Светлана Дмитриевна была бездетной вдовой, женщиной нестарой, гладкой и, по всеобщему убеждению, бессердечной. Она была опытной медсестрой и бралась ухаживать за самыми тяжелыми больными – выжившими из ума стариками и старухами, которые мочились в штаны, если собственное дерьмо и набрасывались с ножницами на сиделку.
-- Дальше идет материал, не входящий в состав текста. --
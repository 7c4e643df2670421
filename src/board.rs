use chrono::{Datelike, Days, NaiveDate};
use rand::rngs::StdRng;
use rand::{Rng, SeedableRng};
use serde::{Deserialize, Serialize};

use crate::catalog::{ACTIVITIES_PER_BOARD, Activity, Catalog};

pub const BOARD_SIZE: usize = 5;
pub const TOTAL_CELLS: usize = BOARD_SIZE * BOARD_SIZE;
pub const FREE_INDEX: usize = TOTAL_CELLS / 2;
pub const FREE_SPACE: &str = "Free Space";

/// 25 cell labels in row-major order with [`FREE_SPACE`] at the center.
#[derive(Debug, Clone, PartialEq, Eq, Serialize)]
pub struct Board {
    labels: Vec<String>,
}

impl Board {
    pub fn label(&self, index: usize) -> Option<&str> {
        self.labels.get(index).map(String::as_str)
    }

    pub fn labels(&self) -> &[String] {
        &self.labels
    }

    pub fn iter(&self) -> impl Iterator<Item = (usize, &str)> {
        self.labels.iter().map(String::as_str).enumerate()
    }
}

/// How the generator picks its random source.
#[derive(Debug, Clone, Copy, Default, PartialEq, Eq, Serialize, Deserialize)]
#[serde(tag = "mode", rename_all = "lowercase")]
pub enum SeedMode {
    /// Fresh board on every generation.
    #[default]
    Unseeded,
    /// Same board for every generation within one Sunday-start week.
    Weekly,
    /// Same board every time.
    Fixed { seed: u64 },
}

/// Most recent Sunday on or before `date`.
pub fn week_key(date: NaiveDate) -> NaiveDate {
    let back = u64::from(date.weekday().num_days_from_sunday());
    date.checked_sub_days(Days::new(back)).unwrap_or(date)
}

/// Week key rendered as a calendar-day string, e.g. `Sun Oct 18 2026`.
pub fn week_label(date: NaiveDate) -> String {
    week_key(date).format("%a %b %d %Y").to_string()
}

/// In-place Fisher-Yates: for i from the last index down to 1, swap i with a
/// uniform j in `[0, i]`.
pub fn shuffle<T, R: Rng>(items: &mut [T], rng: &mut R) {
    for i in (1..items.len()).rev() {
        let j = rng.random_range(0..=i);
        items.swap(i, j);
    }
}

/// Shuffles `activities`, keeps the first 24 and inserts the free space at the
/// center.
///
/// # Panics
///
/// Panics if fewer than 24 activities are supplied. [`Catalog`] rules that out,
/// so hitting this is a caller bug.
pub fn generate_with_rng<R: Rng>(activities: &[Activity], rng: &mut R) -> Board {
    assert!(
        activities.len() >= ACTIVITIES_PER_BOARD,
        "board generation needs at least {ACTIVITIES_PER_BOARD} activities, got {}",
        activities.len()
    );
    let mut pool: Vec<&Activity> = activities.iter().collect();
    shuffle(&mut pool, rng);

    let mut labels: Vec<String> = pool
        .into_iter()
        .take(ACTIVITIES_PER_BOARD)
        .map(|a| a.as_str().to_string())
        .collect();
    labels.insert(FREE_INDEX, FREE_SPACE.to_string());
    debug_assert_eq!(labels.len(), TOTAL_CELLS);
    Board { labels }
}

pub fn generate(catalog: &Catalog) -> Board {
    generate_with_rng(catalog.activities(), &mut rand::rng())
}

/// Pairs a catalog with a [`SeedMode`] and produces boards on demand.
#[derive(Debug, Clone)]
pub struct BoardGenerator {
    catalog: Catalog,
    seed_mode: SeedMode,
}

impl BoardGenerator {
    pub fn new(catalog: Catalog, seed_mode: SeedMode) -> Self {
        Self { catalog, seed_mode }
    }

    pub fn catalog(&self) -> &Catalog {
        &self.catalog
    }

    pub fn seed_mode(&self) -> SeedMode {
        self.seed_mode
    }

    pub fn board_for(&self, today: NaiveDate) -> Board {
        let board = match self.seed_mode {
            SeedMode::Unseeded => generate(&self.catalog),
            SeedMode::Weekly => {
                let seed = week_key(today).num_days_from_ce() as u64;
                generate_with_rng(self.catalog.activities(), &mut StdRng::seed_from_u64(seed))
            }
            SeedMode::Fixed { seed } => {
                generate_with_rng(self.catalog.activities(), &mut StdRng::seed_from_u64(seed))
            }
        };
        tracing::debug!(seed_mode = ?self.seed_mode, week = %week_label(today), "generated board");
        board
    }
}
Ишемия умело управлялась с безнадежными клиентами, твердой рукой доводила их до могилы, а потом забирала их квартиры или дома. Таково было единственное условие, которое она ставила родственникам: «Подпишите на меня дом – возьмусь за вашего доходягу». Доведенные до крайности люди соглашались. Это, конечно, случалось редко, потому что дом или квартира для большинства были единственной надежной собственностью, но за десять лет бессердечной Ишемии все же удалось законно завладеть двумя домами и тремя квартирами, которые она придерживала, пока цена не вырастет. А цены росли что ни год, потому что Чудов, Кандауров, Жунгли становились все ближе к Москве.
Дышло-старший оказался очень трудным клиентом: до последних дней он сохранял твердую память и ясный ум. Он не мочился в штаны и не ел дерьмо, но за три с половиной года жизни под одной крышей со стариком Светлана Дмитриевна превратилась в щепку.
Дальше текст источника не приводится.